Sunday, 19 August 2018

My Monster: The Human-Animal Hybrid exhibition review

My Monster: The Human-Animal Hybrid is an exhibition at RMIT Gallery that looks at our relationships and perceptions of the non-humans who are among us. Curated by Evelyn Tsitas, the exhibition is divided into five different and curious sections: xenos (foreigner / stranger), mythos (stories / narratives), tokos (childbirth / reproduction), eros (erotic love) and kosmos (the world).

A highlight of the exhibition is in mythos, with Moira Finucane and David Verhagen’s Fur Can’t Fly (The Mourning of the Fur). This is beautifully conceived immersive, multi sensory installation that tells of a transformative journey in the mountains of Brazil. The evocative score by Shinjuku Thief and the soothing yet commanding voice of Finucane aid you through your journey. The specially designed vibrating chair and the lighting design by Thomas Dahlrnburg and Verhagen are simply stunning. With your eyes closed, every movement of the chair and sliver of light slipping into your vision makes you believe you are living this uplifting tale.

In tokos, Ai Hagesama’s 2011-13 video installation I wanna deliver a dolphin is a mesmerising short piece of a woman giving birth to a dolphin in a pool, looking at the nurturing role that ties women and animals together. Similarly, the history of Mary Toft and her hybrid birth to “many many rabbits” in 1726 is presented in an engaging, thoughtful and creative way through various works of art and literature, including William Hogarth’s 1726 etching Mary Tofts appearing to give birth to rabbits in the presence of several surgeons and man-midwives sent from London to examine her. The idea that women - and animals - have been mistreated by the medical profession rings true throughout this room and to a further extent, society as a whole.

The exhibition takes a more sensual and sexual turn in eros, with erotic fantasies of human / animal love presented. Oleg Kulik’s Family of the Future is at once confronting in its depiction of a dog mounting a naked man but it also asks us to consider our intimate relationships with animals and raises questions on ideas relating to consent.

In xenos, Kate Clark’s Gallant, a taxidermied deer with a human face, frozen in mid-gallop takes centre place, encouraging us to look at it head on. Also in this room is a lifelike mounted sculpture of Medusa by Sam Jinks where you would not be surprised if it blinked as you stare at it entrances.
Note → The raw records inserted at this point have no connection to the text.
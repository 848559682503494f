//! Typed Jira issue-creation client crate used by the test reporter.

pub mod auth;
pub mod client;
pub mod config;
pub mod error;
pub mod models;
pub mod rate_limiter;
pub mod service;

pub use client::{JiraClient, JiraSession};
pub use config::{validate_server_address, JiraConfig};
pub use error::{JiraError, Result};
pub use models::{
    ComponentRef, CreatedIssue, IssueCreateRequest, IssueFields, IssueTypeRef, ProjectRef,
    BUG_ISSUE_TYPE,
};
pub use service::{IssueSession, TicketService};

pub use reqwest::StatusCode;
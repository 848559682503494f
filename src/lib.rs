//! Files Jira issues for failing test cases reported by a build.

pub mod error;
pub mod failure;
pub mod payload;
pub mod pipeline;
pub mod retry;
pub mod runner;
pub mod settings;

pub use error::{ReporterError, Result};
pub use failure::{BuildResults, CaseStatus, FailureRecord};
pub use payload::{IssuePayload, IssuePayloadBuilder, IssueTarget};
pub use pipeline::{
    FailureClass, FilingPolicy, IssueSubmissionPipeline, PipelineOptions, SubmissionOutcome,
    SubmissionReport,
};
pub use retry::RetryPolicy;
pub use runner::{perform, run, RunRequest};
pub use settings::{JobSettings, ReporterSettings, SettingsManager};

/// Installs the process logger; `RUST_LOG` overrides the settings' flags.
pub fn init_logging(settings: &ReporterSettings) {
    let _ = env_logger::Builder::from_env(
        env_logger::Env::default().default_filter_or(settings.log_filter()),
    )
    .format_timestamp_millis()
    .try_init();
}
//! Error model for the reporter core.

use std::io;

use jira_api::JiraError;
use thiserror::Error;

pub type Result<T> = std::result::Result<T, ReporterError>;

/// Errors that stop a run before or instead of filing issues.
#[derive(Debug, Error)]
pub enum ReporterError {
    /// Missing project key; affects every record so the whole run stops.
    #[error("invalid target: {0}")]
    InvalidTarget(String),
    #[error("configuration error: {0}")]
    Config(String),
    #[error("io error: {0}")]
    Io(#[from] io::Error),
    #[error("json error: {0}")]
    Json(#[from] serde_json::Error),
    #[error(transparent)]
    Jira(#[from] JiraError),
}
use std::sync::Arc;

use async_trait::async_trait;
use reqwest::header::{HeaderMap, HeaderValue, ACCEPT, AUTHORIZATION, CONTENT_TYPE, USER_AGENT};
use reqwest::{Client as HttpClient, StatusCode, Url};
use serde_json::Value;
use tokio::sync::{OwnedSemaphorePermit, Semaphore};
use tracing::{debug, trace};

use crate::auth::basic_auth_header;
use crate::config::JiraConfig;
use crate::error::{JiraError, Result};
use crate::models::{CreatedIssue, IssueCreateRequest};
use crate::rate_limiter::RateLimiter;
use crate::service::{IssueSession, TicketService};

/// Jira client handing out paced, slot-bounded sessions.
#[derive(Clone)]
pub struct JiraClient {
    http: HttpClient,
    config: Arc<JiraConfig>,
    limiter: RateLimiter,
    slots: Arc<Semaphore>,
}

impl JiraClient {
    /// Creates a client whose limiter uses the configured cooldown.
    pub fn new(config: JiraConfig) -> Result<Self> {
        let limiter = RateLimiter::new(config.cooldown);
        Self::new_with_limiter(config, limiter)
    }

    /// Creates a client sharing an existing limiter.
    pub fn new_with_limiter(config: JiraConfig, limiter: RateLimiter) -> Result<Self> {
        let http = build_http_client(&config)?;
        let slots = Arc::new(Semaphore::new(config.max_connections.max(1)));
        Ok(Self {
            http,
            config: Arc::new(config),
            limiter,
            slots,
        })
    }

    /// Returns the configuration the client was built with.
    pub fn config(&self) -> &JiraConfig {
        &self.config
    }

    /// Returns the limiter pacing session starts.
    pub fn rate_limiter(&self) -> &RateLimiter {
        &self.limiter
    }

    /// Connection slots not currently held by a session.
    pub fn available_connections(&self) -> usize {
        self.slots.available_permits()
    }
}

#[async_trait]
impl TicketService for JiraClient {
    type Session = JiraSession;

    async fn open_session(&self) -> Result<JiraSession> {
        let permit = self
            .slots
            .clone()
            .acquire_owned()
            .await
            .map_err(|err| JiraError::Other(err.to_string()))?;
        self.limiter.hit().await;
        trace!(available = self.slots.available_permits(), "opened Jira session");
        Ok(JiraSession {
            http: self.http.clone(),
            config: self.config.clone(),
            _permit: permit,
        })
    }
}

/// One submission's hold on a connection slot, already paced by the rate
/// limiter; the slot returns to the client when the session is dropped.
pub struct JiraSession {
    http: HttpClient,
    config: Arc<JiraConfig>,
    _permit: OwnedSemaphorePermit,
}

#[async_trait]
impl IssueSession for JiraSession {
    async fn create_issue(&mut self, request: &IssueCreateRequest) -> Result<Option<CreatedIssue>> {
        let url: Url = self.config.issue_url()?;
        let auth = basic_auth_header(&self.config.username, &self.config.password)?;
        let body = request.to_json()?;

        debug!(
            "Creating issue in project {} at URL {}",
            request.fields.project.key, url
        );
        let response = self
            .http
            .post(url)
            .header(AUTHORIZATION, auth)
            .header(CONTENT_TYPE, "application/json")
            .body(body)
            .send()
            .await?;

        let status = response.status();
        debug!("statusCode: {}", status.as_u16());
        let text = response.text().await.unwrap_or_default();
        if status == StatusCode::CREATED {
            Ok(serde_json::from_str::<CreatedIssue>(&text).ok())
        } else {
            Err(build_http_error(status, &text))
        }
    }
}

impl Drop for JiraSession {
    fn drop(&mut self) {
        trace!("released Jira session");
    }
}

fn build_http_client(config: &JiraConfig) -> Result<HttpClient> {
    let mut headers = HeaderMap::new();
    headers.insert(ACCEPT, HeaderValue::from_static("application/json"));
    headers.insert(USER_AGENT, header_value(&config.user_agent)?);

    HttpClient::builder()
        .default_headers(headers)
        .timeout(config.timeout)
        .connect_timeout(config.connect_timeout)
        .build()
        .map_err(|err| JiraError::Other(err.to_string()))
}

fn header_value(value: &str) -> Result<HeaderValue> {
    HeaderValue::from_str(value).map_err(|err| JiraError::Other(err.to_string()))
}

fn build_http_error(status: StatusCode, body: &str) -> JiraError {
    let message = extract_error_messages(body).unwrap_or_else(|| body.trim().to_string());
    JiraError::http(status, message)
}

/// Flattens Jira's `{"errorMessages": [...], "errors": {field: msg}}` body.
fn extract_error_messages(body: &str) -> Option<String> {
    let value = serde_json::from_str::<Value>(body).ok()?;
    let mut messages: Vec<String> = value
        .get("errorMessages")
        .and_then(Value::as_array)
        .map(|items| {
            items
                .iter()
                .filter_map(Value::as_str)
                .map(str::to_string)
                .collect()
        })
        .unwrap_or_default();
    if let Some(fields) = value.get("errors").and_then(Value::as_object) {
        for (field, message) in fields {
            if let Some(text) = message.as_str() {
                messages.push(format!("{}: {}", field, text));
            }
        }
    }
    if messages.is_empty() {
        None
    } else {
        Some(messages.join("; "))
    }
}

#[cfg(test)]
mod tests {
    use super::{extract_error_messages, JiraClient};
    use crate::config::JiraConfig;
    use crate::error::JiraError;
    use crate::models::{IssueCreateRequest, IssueFields, IssueTypeRef, ProjectRef};
    use crate::service::{IssueSession, TicketService};
    use mockito::Matcher;
    use reqwest::StatusCode;
    use serde_json::json;
    use std::time::Duration;

    fn request() -> IssueCreateRequest {
        IssueCreateRequest {
            fields: IssueFields {
                project: ProjectRef { key: "APP".into() },
                components: None,
                summary: "The test testLogin failed AuthTests: \"quoted\" \\ path".into(),
                description: "Test class: AuthTests -- at AuthTests.testLogin:42".into(),
                issuetype: IssueTypeRef { name: "Bug".into() },
            },
        }
    }

    fn client_for(server: &str) -> JiraClient {
        let config = JiraConfig::new(server, "u", "p")
            .with_cooldown(Duration::ZERO)
            .with_timeout(Duration::from_secs(5));
        JiraClient::new(config).expect("client")
    }

    #[tokio::test]
    async fn created_response_yields_issue_reference() {
        let mut server = mockito::Server::new_async().await;
        let mock = server
            .mock("POST", "/rest/api/2/issue/")
            .match_header("authorization", "Basic dTpw")
            .match_header("content-type", "application/json")
            .match_body(Matcher::Json(serde_json::to_value(request()).unwrap()))
            .with_status(201)
            .with_header("content-type", "application/json")
            .with_body(r#"{"id":"10000","key":"APP-1","self":"http://x/rest/api/2/issue/10000"}"#)
            .create_async()
            .await;

        let client = client_for(&server.url());
        let mut session = client.open_session().await.expect("session");
        let created = session.create_issue(&request()).await.expect("created");

        mock.assert_async().await;
        assert_eq!(created.and_then(|issue| issue.key).as_deref(), Some("APP-1"));
    }

    #[tokio::test]
    async fn created_with_unreadable_body_is_still_success() {
        let mut server = mockito::Server::new_async().await;
        let _mock = server
            .mock("POST", "/rest/api/2/issue/")
            .with_status(201)
            .with_body("<html>ok</html>")
            .create_async()
            .await;

        let client = client_for(&server.url());
        let mut session = client.open_session().await.expect("session");
        let created = session.create_issue(&request()).await.expect("created");
        assert!(created.is_none());
    }

    #[tokio::test]
    async fn other_success_codes_are_rejections() {
        let mut server = mockito::Server::new_async().await;
        let _mock = server
            .mock("POST", "/rest/api/2/issue/")
            .with_status(200)
            .with_body("{}")
            .create_async()
            .await;

        let client = client_for(&server.url());
        let mut session = client.open_session().await.expect("session");
        let err = session.create_issue(&request()).await.unwrap_err();
        assert_eq!(err.status(), Some(StatusCode::OK));
    }

    #[tokio::test]
    async fn server_error_carries_jira_messages() {
        let mut server = mockito::Server::new_async().await;
        let _mock = server
            .mock("POST", "/rest/api/2/issue/")
            .with_status(400)
            .with_body(
                json!({
                    "errorMessages": ["Bad request"],
                    "errors": {"components": "Component name 'x' is not valid"}
                })
                .to_string(),
            )
            .create_async()
            .await;

        let client = client_for(&format!("{}/", server.url()));
        let mut session = client.open_session().await.expect("session");
        match session.create_issue(&request()).await {
            Err(JiraError::Http { status, message }) => {
                assert_eq!(status, StatusCode::BAD_REQUEST);
                assert_eq!(
                    message,
                    "Bad request; components: Component name 'x' is not valid"
                );
            }
            other => panic!("unexpected result: {:?}", other),
        }
    }

    #[tokio::test]
    async fn malformed_server_address_fails_before_sending() {
        let client = client_for("jira.example.com");
        let mut session = client.open_session().await.expect("session");
        let err = session.create_issue(&request()).await.unwrap_err();
        assert!(matches!(err, JiraError::InvalidUrl(_)));
    }

    #[tokio::test]
    async fn refused_connection_is_a_network_error() {
        let client = client_for("http://127.0.0.1:1");
        let mut session = client.open_session().await.expect("session");
        let err = session.create_issue(&request()).await.unwrap_err();
        assert!(err.is_transient(), "expected transient error, got {:?}", err);
    }

    #[tokio::test]
    async fn dropping_session_returns_connection_slot() {
        let config = JiraConfig::new("http://127.0.0.1:1", "u", "p").with_max_connections(1);
        let client = JiraClient::new(config).expect("client");

        let first = client.open_session().await.expect("session");
        assert_eq!(client.available_connections(), 0);
        let blocked =
            tokio::time::timeout(Duration::from_millis(50), client.open_session()).await;
        assert!(blocked.is_err());

        drop(first);
        assert_eq!(client.available_connections(), 1);
        let _second = client.open_session().await.expect("session after release");
    }

    #[tokio::test]
    async fn sessions_are_paced_when_opened() {
        let config = JiraConfig::new("http://127.0.0.1:1", "u", "p")
            .with_cooldown(Duration::from_millis(40))
            .with_max_connections(2);
        let client = JiraClient::new(config).expect("client");

        let _first = client.open_session().await.expect("first session");
        let start = tokio::time::Instant::now();
        let _second = client.open_session().await.expect("second session");

        assert!(start.elapsed() >= Duration::from_millis(35));
    }

    #[test]
    fn error_body_without_jira_shape_is_ignored() {
        assert_eq!(extract_error_messages("boom"), None);
        assert_eq!(extract_error_messages(r#"{"errorMessages":[]}"#), None);
    }
}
There are many ways in how animals and humans are alike and in this exhibition and Tsitas has brought together 35 artists’ work and their varying interpretations to this. With My Monster, Tsitas challenges the viewer to consider the non human beings that we share this world with and how in many ways we remain very similar to them.

While this exhibition has now closed, if RMIT Gallery is not on your radar, make sure it is now as they have two more curated exhibitions coming up, Dynamics of Air (14 Sep - 17 Nov) and Analogue Art in a Digital World (7 Dec - 19 Jan). If My Monster has been anything to go by, these two will be just as engrossing.